Hoy sobre todo quiero reconocer el gran valor del amor y la compasión en mi proceso de recuperación. Tras la caída, la gente del grupo se apañó de diferentes maneras para ayudarme. Personas que llamaron al 112, que pelearon para que se enteraran de dónde estábamos y cuál era la situación. Que se esforzaron por crear un entorno lo menos hostil posible para mi cuerpo: retirada de ropa mojada, darme sombra y toda la protección posible. Y una cosa más que nunca agradeceré lo suficiente y que no sé si todo el mundo valora en lo que de verdad vale: acoger y compartir el dolor ajeno, dar amor. Compartir la pasión, que es el significado profundo de la palabra compasión. Tuve la suerte de recibir ese regalo. De ser cuidado, pero a la vez acariciado con dulzura y afecto. Esos ingredientes, estoy seguro, fueron decisivos para que me pudiera poner en pié y salir andando de la montaña. Ese sentimiento amoroso siguió durante el traslado al hospital y el ingreso, procesos en los que siempre estuve acompañado, y continuó por parte de mi mujer durante mi hospitalización, que fue más dura de lo que ahora mismo me parece. Y se manifestó también en la gestión de los coches y en los mensajes de ánimo de quienes compartieron conmigo la experiencia. Por todo el amor recibido, por el descubrimiento del poder terapéutico de ese amor, simplemente tengo que dar las gracias: al grupo con el que andaba, a quienes estuvieron a ras de suelo compartiendo conmigo la lucha por respirar, a quien me acompañó al hospital y estuvo conmigo hasta que llegó mi familia y a mi familia, que tomó el relevo en el mantenimiento de los cuidados amorosos. Gracias.

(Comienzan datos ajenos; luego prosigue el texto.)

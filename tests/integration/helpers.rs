//! Test helpers and utilities

use std::fs;
use std::io::{Read, Write};
use std::net::{IpAddr, Ipv4Addr, SocketAddr, TcpStream};
use std::os::unix::fs::PermissionsExt;
use std::path::{Path, PathBuf};
use std::time::Duration;

use reqwest::{redirect, Client, Response};
use tempfile::TempDir;
use tokio_webfs::{Config, Server, ServerHandle};

/// A server bound to an ephemeral loopback port, serving a temporary tree.
pub struct TestServer {
    pub root: TempDir,
    /// Holds the MIME table and other files that must not be served.
    pub aux: TempDir,
    pub base_url: String,
    pub client: Client,
    handle: Option<ServerHandle>,
}

#[allow(dead_code)]
impl TestServer {
    /// Start with the default fixture tree and configuration.
    pub fn new() -> Self {
        Self::with_config(|c| c)
    }

    /// Start with the default fixture tree, adjusting the configuration.
    pub fn with_config(configure: impl FnOnce(Config) -> Config) -> Self {
        let root = TempDir::new().expect("Failed to create document root");
        populate(root.path());
        Self::start(root, configure)
    }

    /// Start serving an existing tree.
    pub fn start(root: TempDir, configure: impl FnOnce(Config) -> Config) -> Self {
        let aux = TempDir::new().expect("Failed to create aux dir");
        let mime_types = aux.path().join("mime.types");
        fs::write(
            &mime_types,
            "text/html html htm\ntext/plain txt\ntext/css css\nimage/png png\n",
        )
        .expect("Failed to write mime.types");

        let config = Config::new(root.path())
            .with_bind_ip(IpAddr::V4(Ipv4Addr::LOCALHOST))
            .with_port(0)
            .with_workers(1)
            .with_network_timeout(Duration::from_secs(5))
            .with_server_name("localhost")
            .with_mime_types(&mime_types);
        let handle = Server::launch(configure(config)).expect("Failed to start server");
        let base_url = format!("http://{}", handle.local_addr());

        let client = Client::builder()
            .timeout(Duration::from_secs(30))
            .redirect(redirect::Policy::none())
            .build()
            .expect("Failed to create HTTP client");

        Self {
            root,
            aux,
            base_url,
            client,
            handle: Some(handle),
        }
    }

    pub fn addr(&self) -> SocketAddr {
        self.handle().local_addr()
    }

    pub fn handle(&self) -> &ServerHandle {
        self.handle.as_ref().expect("server already stopped")
    }

    /// Path inside the document root.
    pub fn path(&self, rel: &str) -> PathBuf {
        self.root.path().join(rel)
    }

    /// Make a GET request to the server
    pub async fn get(&self, path: &str) -> Response {
        self.client
            .get(format!("{}{}", self.base_url, path))
            .send()
            .await
            .expect("GET request failed")
    }

    /// Make a GET request with custom headers
    pub async fn get_with_headers(&self, path: &str, headers: &[(&str, &str)]) -> Response {
        let mut req = self.client.get(format!("{}{}", self.base_url, path));
        for (name, value) in headers {
            req = req.header(*name, *value);
        }
        req.send().await.expect("GET request failed")
    }

    /// Open a raw connection.
    pub fn connect(&self) -> TcpStream {
        let stream = TcpStream::connect(self.addr()).expect("connect failed");
        stream
            .set_read_timeout(Some(Duration::from_secs(10)))
            .expect("set_read_timeout failed");
        stream
    }

    /// Send raw bytes and read until the server closes the connection.
    pub fn raw(&self, request: &[u8]) -> String {
        let mut stream = self.connect();
        stream.write_all(request).expect("write failed");
        read_to_close(&mut stream)
    }

    /// Stop accepting and wait for workers to drain.
    pub fn stop(&mut self) {
        if let Some(handle) = self.handle.take() {
            handle.shutdown();
            handle.join();
        }
    }
}

impl Drop for TestServer {
    fn drop(&mut self) {
        self.stop();
    }
}

/// Read until EOF or timeout, lossily decoded.
pub fn read_to_close(stream: &mut TcpStream) -> String {
    let mut out = Vec::new();
    let mut buf = [0u8; 4096];
    loop {
        match stream.read(&mut buf) {
            Ok(0) => break,
            Ok(n) => out.extend_from_slice(&buf[..n]),
            Err(_) => break,
        }
    }
    String::from_utf8_lossy(&out).into_owned()
}

/// Read one response head plus a `Content-Length` body from `stream`.
pub fn read_response(stream: &mut TcpStream) -> String {
    let mut out = Vec::new();
    let mut byte = [0u8; 1];
    while !out.ends_with(b"\r\n\r\n") {
        match stream.read(&mut byte) {
            Ok(0) | Err(_) => return String::from_utf8_lossy(&out).into_owned(),
            Ok(_) => out.push(byte[0]),
        }
    }
    let head = String::from_utf8_lossy(&out).into_owned();
    let len = head
        .lines()
        .find_map(|l| {
            let (name, value) = l.split_once(':')?;
            name.eq_ignore_ascii_case("content-length")
                .then(|| value.trim().parse::<usize>().ok())
                .flatten()
        })
        .unwrap_or(0);
    let mut body = vec![0u8; len];
    stream.read_exact(&mut body).expect("body read failed");
    head + &String::from_utf8_lossy(&body)
}

/// Default fixture tree:
///
/// ```text
/// index.html
/// hello.txt          "Hello, world!\n"
/// styles.css
/// data.bin           256 bytes 0..=255
/// docs/              no index
///   a.txt
///   b dir/
/// empty.txt
/// cgi-bin/env.sh     prints QUERY_STRING and PATH_INFO
/// ```
pub fn populate(root: &Path) {
    fs::write(root.join("index.html"), "<h1>home</h1>\n").unwrap();
    fs::write(root.join("hello.txt"), "Hello, world!\n").unwrap();
    fs::write(root.join("styles.css"), "body { margin: 0 }\n").unwrap();
    fs::write(root.join("data.bin"), (0u8..=255).collect::<Vec<u8>>()).unwrap();
    fs::write(root.join("empty.txt"), "").unwrap();
    fs::create_dir_all(root.join("docs/b dir")).unwrap();
    fs::write(root.join("docs/a.txt"), "alpha\n").unwrap();
    install_script(
        root,
        "cgi-bin/env.sh",
        "#!/bin/sh\nprintf 'Content-Type: text/plain\\r\\n\\r\\n'\necho \"query=$QUERY_STRING\"\necho \"info=$PATH_INFO\"\necho \"method=$REQUEST_METHOD\"\necho \"user=$REMOTE_USER\"\n",
    );
}

/// Write an executable script under `root`.
pub fn install_script(root: &Path, rel: &str, body: &str) {
    let path = root.join(rel);
    fs::create_dir_all(path.parent().unwrap()).unwrap();
    fs::write(&path, body).unwrap();
    fs::set_permissions(&path, fs::Permissions::from_mode(0o755)).unwrap();
}

/// Assert that response has expected status
pub fn assert_status(response: &Response, expected: reqwest::StatusCode) {
    assert_eq!(
        response.status(),
        expected,
        "Expected status {}, got {}",
        expected,
        response.status()
    );
}

/// Assert that response contains header
pub fn assert_header(response: &Response, name: &str, expected: &str) {
    let value = response
        .headers()
        .get(name)
        .unwrap_or_else(|| panic!("Header '{}' not found", name))
        .to_str()
        .unwrap();
    assert_eq!(value, expected, "Header '{}' mismatch", name);
}

/// Assert that response contains header with prefix
pub fn assert_header_starts_with(response: &Response, name: &str, prefix: &str) {
    let value = response
        .headers()
        .get(name)
        .unwrap_or_else(|| panic!("Header '{}' not found", name))
        .to_str()
        .unwrap();
    assert!(
        value.starts_with(prefix),
        "Header '{}' expected to start with '{}', got '{}'",
        name,
        prefix,
        value
    );
}

/// Assert that response has header present
pub fn assert_has_header(response: &Response, name: &str) {
    assert!(
        response.headers().contains_key(name),
        "Header '{}' not found",
        name
    );
}

/// Assert that response body contains substring
pub async fn assert_body_contains(response: Response, substring: &str) {
    let body = response.text().await.expect("Failed to read body");
    assert!(
        body.contains(substring),
        "Body does not contain '{}'. Body: {}",
        substring,
        &body[..body.len().min(500)]
    );
}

La otra parte es más fácil de entender. Caes y se producen unos daños, cierto. Pero hay la posibilidad de agravar y mucho la situación: entrar en pánico, paralizarse, no acepta la situación y en consecuencia, no hacer nada para mejorar. Nada de eso me sucedió. Dada la magnitud del golpe y las dificultades para respirar, lo primero que hice fue explorar mi cuerpo en busca de dolores que indicaran roturas, sobre todo de costillas (la columna ya era consciente de que no había recibido daño alguno), que hubieran complicado mucho la situación. No detecté dolores más allá del golpe. Y luego viene la búsqueda de aire, cuál es la mejor postura, qué actitud que podía favorecer la recuperación. Me pude boca abajo a cuatro patas, para que la gravedad ampliara poco a poco el pulmón. Ensayé posturas hasta dar con las más eficientes. Y me propuse a mÍ mismo calma, aprovechar el aire que todavía entraba y esperar que pudiera entrar más. Los cuidados y el amor del exterior y la calma y la gestión del sufrimiento, hicieron que al cabo de una hora pudiera salir por mí mismo. La buena forma física de partida, sin duda también ayudó. Soy consciente de lo que ma aportó en esos momentos el entrenamiento mindfulness.
A pesar de todo, quisiera que el tema central de esta artículo fuera la fuerza del amor y su valor curativo. Y el agradecimiento a TODAS las personas que cuidaron (y aún lo siguen haciendo) de mí con su ayuda y sus afectos. GRACIAS.